Modi vs Raavan in Varanasi?
Will Chandrashekhar Azad (or Raavan, the name he has given to himself) be the Opposition candidate against Prime Minister Narendra Modi in Varanasi? Congress leader Priyanka Gandhi Vadra’s recent meeting with him has everyone talking about this. You need to be exceptionally brave to fight Modi in Varanasi and Raavan certainly is.
On the face of it, Raavan is fighting everyone. He was born in Dhadkauli village of Saharanpur in a Dalit family, studied at a Thakur-owned college in nearby Chhutmalpur, witnessed the discrimination against Dalit students and vowed to fight it. Being an Ambedkarite and an admirer of Kanshi Ram (but not of Mayawati), he tried to follow the same principles of organising the Dalits as Kanshi Ram: Via education, through the bureaucracy and in selfdefence. He founded the Bhim Army and set up
400 Bhim Army schools in Saharanpur district which provide free-of-cost primary education.

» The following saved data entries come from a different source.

//! URL to mirror-path mapping
//!
//! Turns a repository URL into a relative directory path for its mirror.
//! Every component of the URL after the scheme is validated so that no
//! URL can escape the base directory.

use serde::Deserialize;
use std::fmt;
use std::path::PathBuf;
use std::str::FromStr;

use crate::error::{MirrorError, Result};

/// Suffix carried by every mirror directory
pub const MIRROR_SUFFIX: &str = ".git";

/// How mirror directories are laid out below the base directory
#[derive(Debug, Clone, Copy, PartialEq, Eq, Default, Deserialize, clap::ValueEnum)]
#[serde(rename_all = "lowercase")]
pub enum Layout {
    /// `https://host/org/repo` -> `host/org/repo.git`
    #[default]
    Preserve,
    /// `https://host/org/repo` -> `repo.git`
    Flatten,
}

impl fmt::Display for Layout {
    fn fmt(&self, f: &mut fmt::Formatter<'_>) -> fmt::Result {
        match self {
            Layout::Preserve => f.write_str("preserve"),
            Layout::Flatten => f.write_str("flatten"),
        }
    }
}

impl FromStr for Layout {
    type Err = String;

    fn from_str(s: &str) -> std::result::Result<Self, Self::Err> {
        match s {
            "preserve" => Ok(Layout::Preserve),
            "flatten" => Ok(Layout::Flatten),
            other => Err(format!("unknown layout: {} (expected preserve or flatten)", other)),
        }
    }
}

impl Layout {
    /// Map a repository URL to the relative path of its mirror
    pub fn map_url(self, url: &str) -> Result<PathBuf> {
        let mut components = validated_components(url)?;

        if self == Layout::Flatten {
            if let Some(basename) = components.pop() {
                components = vec![basename];
            }
        }

        if let Some(last) = components.last_mut() {
            if !last.ends_with(MIRROR_SUFFIX) {
                last.push_str(MIRROR_SUFFIX);
            }
        }

        Ok(PathBuf::from(components.join("/")))
    }
}

/// Map a URL using the default `preserve` layout
pub fn map_url(url: &str) -> Result<PathBuf> {
    Layout::Preserve.map_url(url)
}

fn validated_components(url: &str) -> Result<Vec<String>> {
    let url = url.trim();
    if url.is_empty() {
        return Err(MirrorError::invalid_url(url, "empty URL"));
    }

    let rest = match url.find("//") {
        Some(pos) => &url[pos + 2..],
        None => return Err(MirrorError::invalid_url(url, "URL has no '//' separator")),
    };
    if rest.is_empty() {
        return Err(MirrorError::invalid_url(url, "URL has nothing after '//'"));
    }

    let components: Vec<&str> = rest.split('/').collect();
    for component in &components {
        match *component {
            "" => return Err(MirrorError::invalid_url(url, "URL contains an empty component")),
            "." => return Err(MirrorError::invalid_url(url, "URL contains a '.' component")),
            ".." => return Err(MirrorError::invalid_url(url, "URL contains a '..' component")),
            _ => {}
        }
    }

    Ok(components.into_iter().map(str::to_string).collect())
}
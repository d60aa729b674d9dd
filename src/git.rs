use async_trait::async_trait;
use std::ffi::OsStr;
use std::path::Path;
use tokio::process::Command as AsyncCommand;
use tracing::debug;

use crate::config::Config;
use crate::error::{MirrorError, Result};

/// The external git actions a mirror run needs
#[cfg_attr(test, mockall::automock)]
#[async_trait]
pub trait GitRunner: Send + Sync {
    /// `git clone --mirror <url> <target>`
    async fn clone_mirror(&self, url: &str, target: &Path) -> Result<()>;

    /// `git remote update`, run inside an existing mirror
    async fn remote_update(&self, mirror_dir: &Path) -> Result<()>;

    /// The `remote.origin.url` recorded in an existing mirror, if any
    async fn origin_url(&self, mirror_dir: &Path) -> Result<Option<String>>;
}

/// Runs the git binary as a subprocess
#[derive(Debug, Clone)]
pub struct GitClient {
    binary: String,
}

impl GitClient {
    /// Create a new Git client using the binary named in the configuration
    pub fn new(config: &Config) -> Self {
        Self::with_binary(config.git.binary.clone())
    }

    pub fn with_binary(binary: impl Into<String>) -> Self {
        Self {
            binary: binary.into(),
        }
    }

    async fn run<I, S>(&self, action: &'static str, args: I, cwd: Option<&Path>) -> Result<String>
    where
        I: IntoIterator<Item = S>,
        S: AsRef<OsStr>,
    {
        let mut command = AsyncCommand::new(&self.binary);
        command.args(args);
        // Scopes the working directory to the child; our own cwd never moves
        if let Some(dir) = cwd {
            command.current_dir(dir);
        }

        debug!("Running {} {} (cwd: {:?})", self.binary, action, cwd);

        let output = command
            .output()
            .await
            .map_err(|source| MirrorError::Spawn { action, source })?;

        if !output.status.success() {
            return Err(MirrorError::ExternalTool {
                action,
                status: output.status,
                stderr: String::from_utf8_lossy(&output.stderr).trim().to_string(),
            });
        }

        Ok(String::from_utf8_lossy(&output.stdout).trim().to_string())
    }
}

#[async_trait]
impl GitRunner for GitClient {
    async fn clone_mirror(&self, url: &str, target: &Path) -> Result<()> {
        self.run(
            "clone",
            [OsStr::new("clone"), OsStr::new("--mirror"), OsStr::new(url), target.as_os_str()],
            None,
        )
        .await
        .map(|_| ())
    }

    async fn remote_update(&self, mirror_dir: &Path) -> Result<()> {
        self.run("remote update", ["remote", "update"], Some(mirror_dir))
            .await
            .map(|_| ())
    }

    async fn origin_url(&self, mirror_dir: &Path) -> Result<Option<String>> {
        // Pinned to the mirror's own config so an enclosing worktree is never consulted.
        // `git config --get` exits 1 when the key is missing.
        let args = [
            OsStr::new("--git-dir"),
            mirror_dir.as_os_str(),
            OsStr::new("config"),
            OsStr::new("--local"),
            OsStr::new("--get"),
            OsStr::new("remote.origin.url"),
        ];
        match self.run("config", args, Some(mirror_dir)).await {
            Ok(url) if url.is_empty() => Ok(None),
            Ok(url) => Ok(Some(url)),
            Err(MirrorError::ExternalTool { status, .. }) if status.code() == Some(1) => Ok(None),
            Err(e) => Err(e),
        }
    }
}

/// Compare two remote URLs, ignoring a trailing `.git`, trailing slashes and case
pub fn remote_urls_match(actual: &str, expected: &str) -> bool {
    let normalize = |url: &str| -> String {
        let url = url.trim().trim_end_matches('/');
        url.strip_suffix(".git").unwrap_or(url).to_lowercase()
    };

    normalize(actual) == normalize(expected)
}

He started selfdefence classes and led bike rides through villages — including upper caste Thakur villages — as symbolic self-assertion.

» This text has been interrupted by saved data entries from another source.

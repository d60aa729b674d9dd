//! Error types for mirror operations.
//!
//! Everything except [`MirrorError::ListFile`] is a per-item failure: batches
//! log it, mark themselves failed and move on to the next repository.

use std::path::PathBuf;
use std::process::ExitStatus;

use thiserror::Error;

/// Errors raised while mapping, cloning, or refreshing a repository.
#[derive(Debug, Error)]
pub enum MirrorError {
    #[error("Invalid repository URL {url:?}: {reason}")]
    InvalidUrl { url: String, reason: &'static str },

    #[error("git {action} failed ({status}): {stderr}")]
    ExternalTool {
        action: &'static str,
        status: ExitStatus,
        stderr: String,
    },

    #[error("Failed to run git {action}: {source}")]
    Spawn {
        action: &'static str,
        #[source]
        source: std::io::Error,
    },

    #[error("Failed to create directory {path:?}: {source}")]
    CreateDir {
        path: PathBuf,
        #[source]
        source: std::io::Error,
    },

    #[error("{platform} API error: {message}")]
    Api {
        platform: &'static str,
        message: String,
    },

    #[error("Path {path:?} already belongs to {existing}, refusing to reuse it for {requested}")]
    PathCollision {
        path: PathBuf,
        existing: String,
        requested: String,
    },

    #[error("Failed to read list file {path:?}: {source}")]
    ListFile {
        path: PathBuf,
        #[source]
        source: std::io::Error,
    },
}

impl MirrorError {
    pub(crate) fn invalid_url(url: &str, reason: &'static str) -> Self {
        Self::InvalidUrl {
            url: url.to_string(),
            reason,
        }
    }

    pub(crate) fn api(platform: &'static str, message: impl Into<String>) -> Self {
        Self::Api {
            platform,
            message: message.into(),
        }
    }
}

pub type Result<T, E = MirrorError> = std::result::Result<T, E>;
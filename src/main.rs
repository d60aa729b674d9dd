use anyhow::{Context, Result};
use clap::Parser;
use std::io::IsTerminal;
use std::path::{Path, PathBuf};
use std::process::ExitCode;
use tracing::{error, info, warn};
use tracing_subscriber::{fmt, prelude::*, EnvFilter};

use backup_git::config::Overrides;
use backup_git::{
    mirror_list, mirror_starred, BatchStatus, BatchSummary, Config, GitClient, GitHubClient,
    GitLabClient, Layout, Mirrorer,
};

#[derive(Parser)]
#[command(name = "backup-git")]
#[command(about = "Backup a list of remote git repositories")]
#[command(version)]
struct Cli {
    /// Configuration file path (defaults to the XDG config location, then /etc)
    #[arg(short, long, value_name = "FILE")]
    config: Option<PathBuf>,

    /// List of repository urls
    #[arg(long, value_name = "FILE.LST")]
    list: Option<PathBuf>,

    /// Backup all starred GitHub repositories
    #[arg(long, value_name = "USER")]
    gh_starred: Option<String>,

    /// Backup all starred GitLab repositories
    #[arg(long, value_name = "USER")]
    gl_starred: Option<String>,

    /// Directory that mirrors are created under
    #[arg(short = 'C', long, value_name = "DIR")]
    base_dir: Option<PathBuf>,

    /// Mirror directory layout
    #[arg(long, value_enum)]
    layout: Option<Layout>,

    /// Show what would be cloned or refreshed without running git
    #[arg(long)]
    dry_run: bool,

    /// Verbose logging
    #[arg(short, long)]
    verbose: bool,

    /// List of repository urls (same as --list)
    #[arg(value_name = "FILE.LST", conflicts_with = "list")]
    list_file: Option<PathBuf>,
}

#[tokio::main]
async fn main() -> ExitCode {
    let cli = Cli::parse();

    match run(cli).await {
        Ok(status) => status.exit_code(),
        Err(e) => {
            error!("{:#}", e);
            ExitCode::from(2)
        }
    }
}

async fn run(cli: Cli) -> Result<BatchStatus> {
    // Logging needs the config's level, and config loading wants to log
    let config = Config::load_or_default(cli.config.as_deref());
    let level = config
        .as_ref()
        .map(|c| c.logging.level.clone())
        .unwrap_or_else(|_| "info".to_string());
    init_logging(cli.verbose, &level)?;

    let mut config = config?;
    config.apply(Overrides {
        list: cli.list.or(cli.list_file),
        gh_starred: cli.gh_starred,
        gl_starred: cli.gl_starred,
        base_directory: cli.base_dir,
        layout: cli.layout,
    });

    if !config.has_work() {
        warn!("Nothing to do: pass --list, --gh-starred or --gl-starred (or set them in the config file)");
        return Ok(BatchStatus::Clean);
    }

    let status = mirror_all(&config, cli.dry_run).await?;

    info!("done");
    Ok(status)
}

/// Initialize logging based on verbosity level
fn init_logging(verbose: bool, level: &str) -> Result<()> {
    let default_level = if verbose { "debug" } else { level };
    let filter = EnvFilter::try_from_default_env()
        .or_else(|_| EnvFilter::try_new(default_level))
        .unwrap_or_else(|_| EnvFilter::new("info"));

    tracing_subscriber::registry()
        .with(
            fmt::layer()
                .with_writer(std::io::stderr)
                .with_ansi(std::io::stderr().is_terminal()),
        )
        .with(filter)
        .try_init()
        .context("Failed to initialize logging")?;

    Ok(())
}

/// Run every requested batch in order and combine their statuses
async fn mirror_all(config: &Config, dry_run: bool) -> Result<BatchStatus> {
    let mut mirrorer = Mirrorer::from_config(GitClient::new(config), config).dry_run(dry_run);
    let mut status = BatchStatus::Clean;

    if let Some(list) = &config.list {
        let summary = mirror_list(&mut mirrorer, Path::new(list))
            .await
            .context("Cannot process list file")?;
        status = status.worst(summary.status());
    }

    if let Some(user) = &config.gh_starred {
        let summary = match GitHubClient::new(config) {
            Ok(client) => mirror_starred(&mut mirrorer, &client, user).await,
            Err(e) => {
                let mut summary = BatchSummary::new(format!("GitHub stars of {}", user));
                summary.abort(&e);
                summary
            }
        };
        status = status.worst(summary.status());
    }

    if let Some(user) = &config.gl_starred {
        let summary = match GitLabClient::new(config) {
            Ok(client) => mirror_starred(&mut mirrorer, &client, user).await,
            Err(e) => {
                let mut summary = BatchSummary::new(format!("GitLab stars of {}", user));
                summary.abort(&e);
                summary
            }
        };
        status = status.worst(summary.status());
    }

    Ok(status)
}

This is important. Uma Bharati, a sadhvi from the Lodh caste who rose to become a Union minister, once recalled how, in her village Tikampur, others from her caste could not cycle past the homes of Thakurs. They had to dismount and walk past on foot: Because the Thakurs saw this assertion as an affront. That was 25 years ago. Nothing has changed.
The Bhim Army asks Dalits over 18 to join them. Most of the members belong to the community of leatherworkers or its sub-caste Jatav. But the Bhim Army also welcomes Muslims. It lacks a formal structure and is an unregistered body, but claims to have over 20,000 members in and around Saharanpur. Its stress is on direct action based on confrontation to preserve, protect or restore the dignity of Dalits. “Through the Bhim Army, the Dalit youth become aware that they can struggle for their constitutional rights and they will no longer tolerate oppression. The Bhim Army is not to scare off anybody but for the security of Dalits,” Raavan said in a recent interview.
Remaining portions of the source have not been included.